Gigantes del Sur: ballenas francas en Uruguay

Por Dra. Paula Costa-Urrutia y Dr. Federico Riet-Sapriza, Proyecto Franca Austral y Lic. Nazarena Beretta, Fauna Marina Uruguay.
Fotos: Leandro Borba, Diego Rubio, Álvaro Pérez Tort (Fauna Marina Uruguay)

 

Solemne. Misteriosa. Majestuosa. La ballena franca austral (Eubalaena australis), al igual que el resto de las ballenas, es un mamífero marino que se diferencia de los delfines por no tener dientes sino barbas (placas de queratina) en la mandíbula superior para filtrar y alimentarse de pequeños organismos marinos y peces.
Este gigante puede alcanzar 17 metros de longitud y 80 toneladas de peso.
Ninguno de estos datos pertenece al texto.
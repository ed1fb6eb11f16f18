//! Per-run text dictionary
//!
//! Append-only. Indices are assigned in insertion order starting at 0 and
//! are only meaningful within the run that assigned them.

use std::collections::HashMap;
use std::sync::Arc;

/// Bidirectional `text <-> index` map
#[derive(Debug, Default)]
pub struct TextDictionary {
    indices: HashMap<Arc<str>, u32>,
    texts: Vec<Arc<str>>,
}

impl TextDictionary {
    pub fn new() -> Self {
        Self::default()
    }

    /// Index previously assigned to `text`
    pub fn index_of(&self, text: &str) -> Option<u32> {
        self.indices.get(text).copied()
    }

    /// Text registered under `index`
    pub fn text_at(&self, index: u32) -> Option<&Arc<str>> {
        self.texts.get(index as usize)
    }

    /// Register `text` under the next index and return it.
    ///
    /// If `text` is already registered its existing index is returned.
    pub fn register(&mut self, text: Arc<str>) -> u32 {
        if let Some(index) = self.index_of(&text) {
            return index;
        }
        let index = self.texts.len() as u32;
        self.indices.insert(Arc::clone(&text), index);
        self.texts.push(text);
        index
    }

    /// Register `text` under the next index even if it is already present.
    ///
    /// Decoding follows the stream: every inline text takes the next index.
    /// Lookups by text keep returning the first index.
    pub fn append(&mut self, text: Arc<str>) -> u32 {
        let index = self.texts.len() as u32;
        self.indices.entry(Arc::clone(&text)).or_insert(index);
        self.texts.push(text);
        index
    }

    pub fn len(&self) -> usize {
        self.texts.len()
    }

    pub fn is_empty(&self) -> bool {
        self.texts.is_empty()
    }

    pub fn clear(&mut self) {
        self.indices.clear();
        self.texts.clear();
    }
}
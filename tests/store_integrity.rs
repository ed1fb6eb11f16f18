//! Result Store Integrity Tests
//!
//! Tests for:
//! - A written result reads back with order and primary descriptions intact
//! - Damaged files are never decoded into a result
//! - `load_cached` turns damage into a cache miss and removes the file
//! - Files from another format version are rejected, not migrated
//! - A result the reader would reject is refused at write time

use selection_ledger::codec::CodecLimits;
use selection_ledger::selection::{SelectionCause, SelectionDescription, SelectionReason};
use selection_ledger::store::{
    compute_checksum, ComponentId, ResolutionResult, ResultStore, StoreError, FORMAT_VERSION,
};
use std::fs;
use std::path::PathBuf;
use tempfile::TempDir;

// =============================================================================
// Test Utilities
// =============================================================================

fn create_temp_dir() -> TempDir {
    TempDir::new().expect("Failed to create temp dir")
}

fn store_in(dir: &TempDir) -> (ResultStore, PathBuf) {
    let path = dir.path().join("resolution.slr");
    (ResultStore::new(&path, CodecLimits::default()), path)
}

fn sample_result() -> ResolutionResult {
    let mut lib = SelectionReason::requested();
    lib.add_cause(SelectionCause::Forced, "forced to 1.2")
        .add_cause(SelectionCause::ConflictResolution, "won conflict vote");

    let mut util = SelectionReason::requested();
    util.add_cause(SelectionCause::Forced, "forced to 1.2");

    let mut substituted = SelectionReason::root();
    substituted.set_cause(SelectionCause::CompositeBuildSubstitution.into());

    [
        (ComponentId::new("org", "app", "1.0"), SelectionReason::root()),
        (ComponentId::new("org", "lib", "1.2"), lib),
        (ComponentId::new("org", "util", "1.2"), util),
        (ComponentId::new("org", "core", "dev"), substituted),
    ]
    .into_iter()
    .collect()
}

fn wide_reason(count: usize) -> SelectionReason {
    let descriptions = (0..count)
        .map(|i| SelectionDescription::with_text(SelectionCause::Forced, format!("pin {}", i)));
    SelectionReason::of(descriptions).unwrap()
}

/// Rewrite the trailing checksum so only the targeted damage remains.
fn reseal(bytes: &mut [u8]) {
    let len = bytes.len();
    let checksum = compute_checksum(&bytes[..len - 4]);
    bytes[len - 4..].copy_from_slice(&checksum.to_le_bytes());
}

// =============================================================================
// Round Trip
// =============================================================================

#[test]
fn test_written_result_reads_back_intact() {
    let dir = create_temp_dir();
    let (mut store, _) = store_in(&dir);
    let header = store.write(&sample_result()).unwrap();

    let loaded = store.read().unwrap();
    assert_eq!(loaded.header.store_id, header.store_id);
    assert_eq!(loaded.header.format_version, FORMAT_VERSION);

    let expected = sample_result();
    let ids: Vec<String> = loaded.result.iter().map(|c| c.id().to_string()).collect();
    assert_eq!(ids, ["org:app:1.0", "org:lib:1.2", "org:util:1.2", "org:core:dev"]);
    for (actual, wanted) in loaded.result.iter().zip(expected.iter()) {
        assert_eq!(actual.reason().descriptions(), wanted.reason().descriptions());
        assert_eq!(actual.reason().primary_text(), wanted.reason().primary_text());
    }

    let lib = loaded.result.get(&ComponentId::new("org", "lib", "1.2")).unwrap();
    assert!(lib.is_forced());
    assert!(!lib.is_expected());
    assert_eq!(loaded.result.unexpected().count(), 3);

    // "forced to 1.2" and "requested" are written once
    assert!(loaded.stats.dictionary_refs >= 2);
}

/// Overwriting replaces the previous file with a new store id.
#[test]
fn test_rewrite_replaces_previous_result() {
    let dir = create_temp_dir();
    let (mut store, _) = store_in(&dir);
    let first = store.write(&sample_result()).unwrap();

    let single: ResolutionResult =
        [(ComponentId::new("org", "app", "2.0"), SelectionReason::root())]
            .into_iter()
            .collect();
    let second = store.write(&single).unwrap();
    assert_ne!(first.store_id, second.store_id);

    let loaded = store.read().unwrap();
    assert_eq!(loaded.header.store_id, second.store_id);
    assert_eq!(loaded.result.len(), 1);
}

// =============================================================================
// Damage Detection
// =============================================================================

/// Any flipped byte fails the read with a corruption error.
#[test]
fn test_flipped_byte_is_detected() {
    let dir = create_temp_dir();
    let (mut store, path) = store_in(&dir);
    store.write(&sample_result()).unwrap();
    let pristine = fs::read(&path).unwrap();

    for offset in [0, 4, 10, 30, pristine.len() / 2, pristine.len() - 1] {
        let mut damaged = pristine.clone();
        damaged[offset] ^= 0xff;
        fs::write(&path, &damaged).unwrap();

        let err = store.read().unwrap_err();
        assert!(err.is_corruption(), "offset {}: {}", offset, err);
    }
}

#[test]
fn test_truncated_file_is_detected() {
    let dir = create_temp_dir();
    let (mut store, path) = store_in(&dir);
    store.write(&sample_result()).unwrap();
    let pristine = fs::read(&path).unwrap();

    for len in [0, 3, 20, pristine.len() - 5] {
        fs::write(&path, &pristine[..len]).unwrap();
        assert!(store.read().unwrap_err().is_corruption(), "length {}", len);
    }
}

/// A valid checksum over bad codec bytes still fails in the codec.
#[test]
fn test_resealed_bad_tag_is_codec_error() {
    let dir = create_temp_dir();
    let (mut store, path) = store_in(&dir);
    let single: ResolutionResult =
        [(ComponentId::new("g", "m", "1"), SelectionReason::root())]
            .into_iter()
            .collect();
    store.write(&single).unwrap();

    // header(29) + count(1) + "g"(2) + "m"(2) + "1"(2) + description count(1)
    let mut bytes = fs::read(&path).unwrap();
    let tag_offset = 29 + 1 + 2 + 2 + 2 + 1;
    assert_eq!(bytes[tag_offset], SelectionCause::Root.wire_tag());
    bytes[tag_offset] = 0x7f;
    reseal(&mut bytes);
    fs::write(&path, &bytes).unwrap();

    let err = store.read().unwrap_err();
    assert!(matches!(err, StoreError::Codec { component: 0, .. }));
    assert_eq!(err.code(), "LEDGER_STORE_CODEC");
}

#[test]
fn test_other_format_version_rejected() {
    let dir = create_temp_dir();
    let (mut store, path) = store_in(&dir);
    store.write(&sample_result()).unwrap();

    let mut bytes = fs::read(&path).unwrap();
    bytes[4] = FORMAT_VERSION + 1;
    reseal(&mut bytes);
    fs::write(&path, &bytes).unwrap();

    let err = store.read().unwrap_err();
    assert!(matches!(err, StoreError::UnsupportedVersion { .. }));
    assert!(err.is_corruption());
}

// =============================================================================
// Cache Semantics
// =============================================================================

#[test]
fn test_load_cached_hit_and_miss() {
    let dir = create_temp_dir();
    let (mut store, _) = store_in(&dir);
    assert!(store.load_cached().unwrap().is_none());

    store.write(&sample_result()).unwrap();
    let loaded = store.load_cached().unwrap().unwrap();
    assert_eq!(loaded.result, sample_result());
}

/// Damage is a miss: the file is removed so the caller recomputes.
#[test]
fn test_load_cached_discards_corrupted_file() {
    let dir = create_temp_dir();
    let (mut store, path) = store_in(&dir);
    store.write(&sample_result()).unwrap();

    let mut bytes = fs::read(&path).unwrap();
    let mid = bytes.len() / 2;
    bytes[mid] ^= 0x01;
    fs::write(&path, &bytes).unwrap();

    assert!(store.load_cached().unwrap().is_none());
    assert!(!path.exists());

    // recompute and cache again
    store.write(&sample_result()).unwrap();
    assert!(store.load_cached().unwrap().is_some());
}

#[test]
fn test_load_cached_discards_other_version() {
    let dir = create_temp_dir();
    let (mut store, path) = store_in(&dir);
    store.write(&sample_result()).unwrap();

    let mut bytes = fs::read(&path).unwrap();
    bytes[4] = 0;
    reseal(&mut bytes);
    fs::write(&path, &bytes).unwrap();

    assert!(store.load_cached().unwrap().is_none());
    assert!(!path.exists());
}

// =============================================================================
// Write-Time Limits
// =============================================================================

/// Too many descriptions: the write fails and the cached file survives.
#[test]
fn test_oversized_reason_refused_and_cache_kept() {
    let dir = create_temp_dir();
    let (mut store, path) = store_in(&dir);
    let first = store.write(&sample_result()).unwrap();

    let result: ResolutionResult = [(ComponentId::new("org", "wide", "1.0"), wide_reason(65))]
        .into_iter()
        .collect();
    let err = store.write(&result).unwrap_err();
    assert_eq!(err.code(), "LEDGER_STORE_CODEC");
    assert!(!err.is_corruption());
    assert!(path.exists());

    let loaded = store.load_cached().unwrap().unwrap();
    assert_eq!(loaded.header.store_id, first.store_id);
}

/// Everything the writer accepts, the reader accepts.
#[test]
fn test_values_at_limit_round_trip() {
    let dir = create_temp_dir();
    let path = dir.path().join("resolution.slr");
    let limits = CodecLimits {
        max_descriptions_per_reason: 64,
        max_text_bytes: 16,
    };
    let mut store = ResultStore::new(&path, limits);

    let mut long_text = SelectionReason::requested();
    long_text.add_cause(SelectionCause::Forced, "x".repeat(16));
    let result: ResolutionResult = [
        (ComponentId::new("org", "wide", "1.0"), wide_reason(64)),
        (ComponentId::new("org", "long", "1.0"), long_text),
    ]
    .into_iter()
    .collect();

    store.write(&result).unwrap();
    let loaded = store.load_cached().unwrap().unwrap();
    assert_eq!(loaded.result, result);
}

/// A text one byte over the limit never reaches disk.
#[test]
fn test_oversized_text_refused() {
    let dir = create_temp_dir();
    let path = dir.path().join("resolution.slr");
    let limits = CodecLimits {
        max_descriptions_per_reason: 64,
        max_text_bytes: 16,
    };
    let mut store = ResultStore::new(&path, limits);

    let mut reason = SelectionReason::requested();
    reason.add_cause(SelectionCause::Forced, "x".repeat(17));
    let result: ResolutionResult = [(ComponentId::new("org", "lib", "1.0"), reason)]
        .into_iter()
        .collect();
    assert!(!store.write(&result).unwrap_err().is_corruption());

    let long_id: ResolutionResult =
        [(ComponentId::new("org", "m".repeat(17), "1.0"), SelectionReason::root())]
            .into_iter()
            .collect();
    assert!(!store.write(&long_id).unwrap_err().is_corruption());
    assert!(!path.exists());
}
Se caracteriza por tener callosidades en la cabeza que permiten identificarlas individualmente (similar a huellas dactilares) por medio de la técnica foto-identificación, algo de gran importancia para su conservación, ya que permite evaluar el crecimiento poblacional y varios aspectos de su comportamiento.

 

Esto y mucho más se conoce de estas ballenas, un animal en continua investigación. De hecho, las ballenas realizan largas migraciones desde sus sitios de alimentación en verano, en zonas polares de gran cantidad de alimentos, a los sitios de reproducción en invierno y primavera en aguas más cálidas con poco alimento. Estos movimientos son cuidadosamente estudiado por diferentes organizaciones alrededor del mundo. En la costa uruguaya son avistadas entre julio y octubre y por ello, el Proyecto Franca Austral y Fauna Marina Uruguay, dos equipos que se encuentran articulando proyectos y acciones dirigidos a la comunidad y a la academia, y en línea con el plan de manejo de ballena franca austral, se encuentran actualizando el catálogo de foto-identificación para así compararlo con los de Argentina y Brasil.

 

 

La mayoría de las ballenas francas australes se observan en grupos en bahías protegidas de vientos y corrientes, con comportamientos comparables al del cortejo y reproducción, lo que sugiere que la costa uruguaya podría ser un lugar de socialización y reproducción para la especie. Un descubrimiento interesante fue hecho en 2019, cuando por primera vez se observaron ballenas nadando con la boca abierta, comportamiento similar al de la alimentación. Si bien es raro en los sitios de reproducción y cría, existe evidencia que no permite descartarlo y será foco de investigación futura.

 

A través de redes sociales, Proyecto Franca Austral y Fauna Marina Uruguay promueven la conservación de la especie por medio de difusión, comunicación y recolección de registros (aplicación móvil Ciencia ciudadana) que contribuye al mayor conocimiento e involucramiento de la población. Actualmente, pobladores y visitantes registran avistamientos y denuncian embarcaciones que no cumplen con el reglamento de avistamiento de ballenas. Asimismo, estos animales también son sujetas a distintos tipos de amenazas, como colisiones con embarcaciones, ahogamiento por enmalle en redes de pesca y contaminación sonora son amenazas antropogénicas que afectan a la ballena franca. Residuos marinos como el plástico y micro plástico son ingeridos directamente o a través sus presas, los cuales han sido observados en el estómago de ballenas varadas, evidenciando, una vez más, que por más pequeño sea un residuo que generemos, puede terminar dañando a un gigante.